## WORK ORDER
Which of the lines in the data mention the string "InferenceBackend"? List them all.

THE DATA START

#[cfg(test)]
mod tests {
    use super::*;
    use crate::backend::{Script, ScriptedBackend};
    use crate::subscribers::SubscriberRegistry;
    use llmq_proto::{ChatMessage, SubmitRequest};

    fn config() -> LlmqConfig {
        let mut config = LlmqConfig::default();
        config.stream.inactivity_timeout_secs = 10;
        config
    }

    async fn setup() -> (Arc<ScriptedBackend>, StreamCoordinator, Job) {
        let backend = Arc::new(ScriptedBackend::new(1000).with_model("a", 100));
        backend.load_model("a").await.unwrap();
        let coordinator = StreamCoordinator::new(&config(), backend.clone());
        let job = Job::new(SubmitRequest::new("conv", "a", vec![ChatMessage::user("hi")]));
        (backend, coordinator, job)
    }

    #[tokio::test]
    async fn test_forwards_tokens_until_marker() {
        let (backend, coordinator, job) = setup().await;
        backend.push_script("a", Script::new().thinking("hm").content("Hi").content(" there").done());
        let registry = SubscriberRegistry::new();
        let publisher = registry.open(job.id, 0);

        let outcome = coordinator.run(&job, &publisher, &CancellationToken::new()).await;

        assert!(matches!(outcome, StreamOutcome::Completed));
        let output = publisher.snapshot();
        assert_eq!(output.content, "Hi there");
        assert_eq!(output.thinking.as_deref(), Some("hm"));
    }

    #[tokio::test]
    async fn test_close_without_marker_completes() {
        let (backend, coordinator, job) = setup().await;
        backend.push_script("a", Script::new().content("partial"));
        let registry = SubscriberRegistry::new();
        let publisher = registry.open(job.id, 0);

        let outcome = coordinator.run(&job, &publisher, &CancellationToken::new()).await;

        assert!(matches!(outcome, StreamOutcome::Completed));
        assert_eq!(publisher.snapshot().content, "partial");
    }

    #[tokio::test(start_paused = true)]
    async fn test_inactivity_timeout_keeps_partial_output() {
        let (backend, coordinator, job) = setup().await;
        backend.push_script("a", Script::new().content("so far").stall());
        let registry = SubscriberRegistry::new();
        let publisher = registry.open(job.id, 0);

        let started = Instant::now();
        let outcome = coordinator.run(&job, &publisher, &CancellationToken::new()).await;
        let elapsed = started.elapsed();

        assert!(matches!(outcome, StreamOutcome::Failed(LlmqError::StreamTimeout(_))));
        assert!(elapsed >= Duration::from_secs(10));
        assert!(elapsed < Duration::from_secs(11));
        assert_eq!(publisher.snapshot().content, "so far");
    }

    /// Backend that accepts a generate call and never answers it
    struct SilentBackend;

    #[async_trait::async_trait]
    impl InferenceBackend for SilentBackend {
        async fn generate(&self, _request: GenerateRequest) -> Result<TokenStream> {
            std::future::pending().await
        }

        async fn list_models(&self) -> Result<Vec<crate::backend::ModelInfo>> {
            Ok(Vec::new())
        }

        async fn load_model(&self, _model: &str) -> Result<()> {
            Ok(())
        }

        async fn unload_model(&self, _model: &str) -> Result<()> {
            Ok(())
        }
    }

    #[tokio::test(start_paused = true)]
    async fn test_unanswered_open_times_out() {
        let coordinator = StreamCoordinator::new(&config(), Arc::new(SilentBackend));
        let job = Job::new(SubmitRequest::new("conv", "a", vec![ChatMessage::user("hi")]));
        let registry = SubscriberRegistry::new();
        let publisher = registry.open(job.id, 0);

        let started = Instant::now();
        let outcome = coordinator.run(&job, &publisher, &CancellationToken::new()).await;
        let elapsed = started.elapsed();

        assert!(matches!(outcome, StreamOutcome::Failed(LlmqError::StreamTimeout(_))));
        assert!(elapsed >= Duration::from_secs(10));
        assert!(elapsed < Duration::from_secs(11));
    }

    /// Backend answering every generate call with an HTTP error status
    struct RejectingBackend {
        status: u16,
        calls: std::sync::atomic::AtomicU32,
    }

    #[async_trait::async_trait]
    impl InferenceBackend for RejectingBackend {
        async fn generate(&self, _request: GenerateRequest) -> Result<TokenStream> {
            self.calls.fetch_add(1, std::sync::atomic::Ordering::SeqCst);
            Err(LlmqError::backend_status(self.status, "rejected"))
        }

        async fn list_models(&self) -> Result<Vec<crate::backend::ModelInfo>> {
            Ok(Vec::new())
        }

        async fn load_model(&self, _model: &str) -> Result<()> {
            Ok(())
        }

        async fn unload_model(&self, _model: &str) -> Result<()> {
            Ok(())
        }
    }

    async fn open_calls_for_status(status: u16) -> (u32, StreamOutcome) {
        let backend = Arc::new(RejectingBackend {
            status,
            calls: std::sync::atomic::AtomicU32::new(0),
        });
        let coordinator = StreamCoordinator::new(&config(), backend.clone());
        let job = Job::new(SubmitRequest::new("conv", "a", vec![ChatMessage::user("hi")]));
        let registry = SubscriberRegistry::new();
        let publisher = registry.open(job.id, 0);

        let outcome = coordinator.run(&job, &publisher, &CancellationToken::new()).await;
        (backend.calls.load(std::sync::atomic::Ordering::SeqCst), outcome)
    }

    #[tokio::test(start_paused = true)]
    async fn test_client_errors_are_not_retried() {
        let (calls, outcome) = open_calls_for_status(404).await;

        assert_eq!(calls, 1);
        assert!(matches!(
            outcome,
            StreamOutcome::Failed(LlmqError::BackendStatus { status: 404, .. })
        ));
    }

    #[tokio::test(start_paused = true)]
    async fn test_server_errors_are_retried() {
        let (calls, outcome) = open_calls_for_status(503).await;

        assert_eq!(calls, 3);
        assert!(matches!(
            outcome,
            StreamOutcome::Failed(LlmqError::BackendStatus { status: 503, .. })
        ));
    }

    #[tokio::test(start_paused = true)]
    async fn test_slow_tokens_reset_inactivity_timer() {
        let (backend, coordinator, job) = setup().await;
        let mut script = Script::new();
        for _ in 0..5 {
            script = script.delay(Duration::from_secs(8)).content("x");
        }
        backend.push_script("a", script.done());
        let registry = SubscriberRegistry::new();
        let publisher = registry.open(job.id, 0);

        let outcome = coordinator.run(&job, &publisher, &CancellationToken::new()).await;

        assert!(matches!(outcome, StreamOutcome::Completed));
        assert_eq!(publisher.snapshot().content, "xxxxx");
    }

    #[tokio::test(start_paused = true)]
    async fn test_cancel_aborts_stream() {
        let (backend, coordinator, job) = setup().await;
        backend.push_script("a", Script::new().content("one").stall());
        let registry = SubscriberRegistry::new();
        let publisher = registry.open(job.id, 0);
        let cancel = CancellationToken::new();

        let canceller = {
            let cancel = cancel.clone();
            tokio::spawn(async move {
                tokio::time::sleep(Duration::from_secs(1)).await;
                cancel.cancel();
            })
        };
        let outcome = coordinator.run(&job, &publisher, &cancel).await;
        canceller.await.unwrap();

        assert!(matches!(outcome, StreamOutcome::Cancelled));
        assert_eq!(publisher.snapshot().content, "one");
    }

    #[tokio::test(start_paused = true)]
    async fn test_transport_errors_are_retried() {
        let (backend, coordinator, job) = setup().await;
        backend.fail_opens(2);
        let registry = SubscriberRegistry::new();
        let publisher = registry.open(job.id, 0);

        let outcome = coordinator.run(&job, &publisher, &CancellationToken::new()).await;

        assert!(matches!(outcome, StreamOutcome::Completed));
        assert_eq!(backend.generate_calls().len(), 1);
    }

    #[tokio::test(start_paused = true)]
    async fn test_transport_retries_are_bounded() {
        let (backend, coordinator, job) = setup().await;
        backend.fail_opens(5);
        let registry = SubscriberRegistry::new();
        let publisher = registry.open(job.id, 0);

        let outcome = coordinator.run(&job, &publisher, &CancellationToken::new()).await;

        assert!(matches!(outcome, StreamOutcome::Failed(LlmqError::Backend(_))));
    }

    #[tokio::test]
    async fn test_mid_stream_error_fails() {
        let (backend, coordinator, job) = setup().await;
        backend.push_script("a", Script::new().content("a").error("runner crashed"));
        let registry = SubscriberRegistry::new();
        let publisher = registry.open(job.id, 0);

        let outcome = coordinator.run(&job, &publisher, &CancellationToken::new()).await;

        assert!(matches!(outcome, StreamOutcome::Failed(LlmqError::Backend(_))));
        assert_eq!(publisher.snapshot().content, "a");
    }
}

THE DATA END

## ANSWER FOR THIS EXERCISE
    impl InferenceBackend for SilentBackend {
    impl InferenceBackend for RejectingBackend {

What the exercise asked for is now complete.